Stored items

//! Single-value stale-while-revalidate reconciler.
//!
//! # Cycle (strict order)
//!
//! 1. Read the local cache and publish `Loading(cached)` (`Loading(None)` when
//!    the read fails)
//! 2. Dispatch the fetch on the execution context
//! 3. While it runs, re-publish fresher cache values as `Loading`
//! 4. On success, await the save, then publish `Success` with the value read
//!    back from a fresh local query
//! 5. On any failure, publish `Error` with the last cached value
//!
//! Exactly one terminal event is published and the cycle ends.
//!
//! # Cancellation
//!
//! When the handle and every subscriber are dropped, the cycle future is
//! dropped. The fetch task is cancelled with it and the save never runs.

use std::fmt;
use std::future::Future;

use futures_util::StreamExt;
use tokio::sync::watch;
use tracing::{debug, warn};

use crate::executor::ExecutionContext;
use crate::resource::Resource;
use crate::timeline::{self, Timeline, TimelineSender};
use crate::{LocalStream, ResourceStream};

/// Handle to one reconciliation cycle.
///
/// The cycle starts as soon as the handle is created. Subscribers share it:
/// each one replays the identical sequence of events from the beginning.
#[derive(Debug)]
pub struct NetworkBoundResource<T> {
    rx: watch::Receiver<Timeline<Resource<T>>>,
}

impl<T> NetworkBoundResource<T>
where
    T: Clone + Send + Sync + 'static,
{
    /// Subscribes to the cycle's events, starting from the first one.
    pub fn subscribe(&self) -> ResourceStream<T> {
        timeline::replay(self.rx.clone())
    }

    /// Converts the handle into its event stream.
    pub fn into_stream(self) -> ResourceStream<T> {
        timeline::replay(self.rx)
    }

    /// The most recent event, if any was published yet.
    pub fn latest(&self) -> Option<Resource<T>> {
        self.rx.borrow().last().cloned()
    }

    /// True once the terminal event was published (or the cycle was abandoned).
    pub fn is_finished(&self) -> bool {
        self.rx.borrow().is_finished()
    }
}

/// Starts a reconciliation cycle and returns its handle.
///
/// - `load_from_local` opens a cache query. It is called once at the start
///   and once more to read the saved value back.
/// - `fetch` requests the fresh value from the remote source.
/// - `save_call_result` persists the fetched value into the cache.
pub fn network_bound_resource<T, R, C, L, F, FFut, FE, S, SFut, SE>(
    ctx: &C,
    load_from_local: L,
    fetch: F,
    save_call_result: S,
) -> NetworkBoundResource<T>
where
    T: Clone + Send + Sync + 'static,
    R: Send + 'static,
    C: ExecutionContext,
    L: Fn() -> LocalStream<T> + Send + Sync + 'static,
    F: FnOnce() -> FFut + Send + 'static,
    FFut: Future<Output = Result<R, FE>> + Send + 'static,
    FE: fmt::Display + Send + 'static,
    S: FnOnce(R) -> SFut + Send + 'static,
    SFut: Future<Output = Result<(), SE>> + Send + 'static,
    SE: fmt::Display + Send + 'static,
{
    let (tx, rx) = timeline::channel();
    let cycle_ctx = ctx.clone();

    ctx.run(async move {
        tokio::select! {
            _ = reconcile(&cycle_ctx, &tx, load_from_local, fetch, save_call_result) => {}
            _ = tx.closed() => {
                debug!("all subscribers dropped, abandoning reconciliation cycle");
            }
        }
        tx.finish();
    })
    .detach();

    NetworkBoundResource { rx }
}

async fn reconcile<T, R, C, L, F, FFut, FE, S, SFut, SE>(
    ctx: &C,
    timeline: &TimelineSender<Resource<T>>,
    load_from_local: L,
    fetch: F,
    save_call_result: S,
) where
    T: Clone + Send + Sync + 'static,
    R: Send + 'static,
    C: ExecutionContext,
    L: Fn() -> LocalStream<T>,
    F: FnOnce() -> FFut,
    FFut: Future<Output = Result<R, FE>> + Send + 'static,
    FE: fmt::Display + Send + 'static,
    S: FnOnce(R) -> SFut,
    SFut: Future<Output = Result<(), SE>>,
    SE: fmt::Display,
{
    let mut local = load_from_local();
    let mut local_open = true;
    let mut latest = match local.next().await {
        Some(Ok(value)) => value,
        Some(Err(e)) => {
            // Still revalidate: the save and read-back may repair the cache.
            warn!(error = %e, "local read failed before fetch");
            local_open = false;
            None
        }
        None => None,
    };
    timeline.publish(Resource::loading(latest.clone()));

    let mut task = ctx.run(fetch());
    let fetched = loop {
        tokio::select! {
            result = &mut task => break result,
            next = local.next(), if local_open => match next {
                Some(Ok(value)) => {
                    latest = value;
                    timeline.publish(Resource::loading(latest.clone()));
                }
                Some(Err(e)) => warn!(error = %e, "local read failed while fetching"),
                None => local_open = false,
            },
        }
    };

    let value = match fetched {
        Ok(Ok(value)) => value,
        Ok(Err(e)) => {
            warn!(error = %e, "fetch failed");
            timeline.publish(Resource::error(e.to_string(), latest));
            return;
        }
        Err(e) => {
            warn!(error = %e, "fetch task failed");
            timeline.publish(Resource::error(e.to_string(), latest));
            return;
        }
    };

    if let Err(e) = save_call_result(value).await {
        warn!(error = %e, "saving fetched result failed");
        timeline.publish(Resource::error(e.to_string(), latest));
        return;
    }

    // Read back through a fresh query rather than waiting on the live one:
    // a save that writes nothing (an empty page) never triggers a re-emit.
    drop(local);
    let refreshed = load_from_local().next().await.unwrap_or(Ok(None));

    match refreshed {
        Ok(value) => timeline.publish(Resource::success(value)),
        Err(e) => {
            warn!(error = %e, "local read-back failed after save");
            timeline.publish(Resource::error(e.to_string(), latest));
        }
    }
}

Exercise prompt
In the records above, find every line with the word "crate" and copy it.

Exercise solution
use crate::executor::ExecutionContext;
use crate::resource::Resource;
use crate::timeline::{self, Timeline, TimelineSender};
use crate::{LocalStream, ResourceStream};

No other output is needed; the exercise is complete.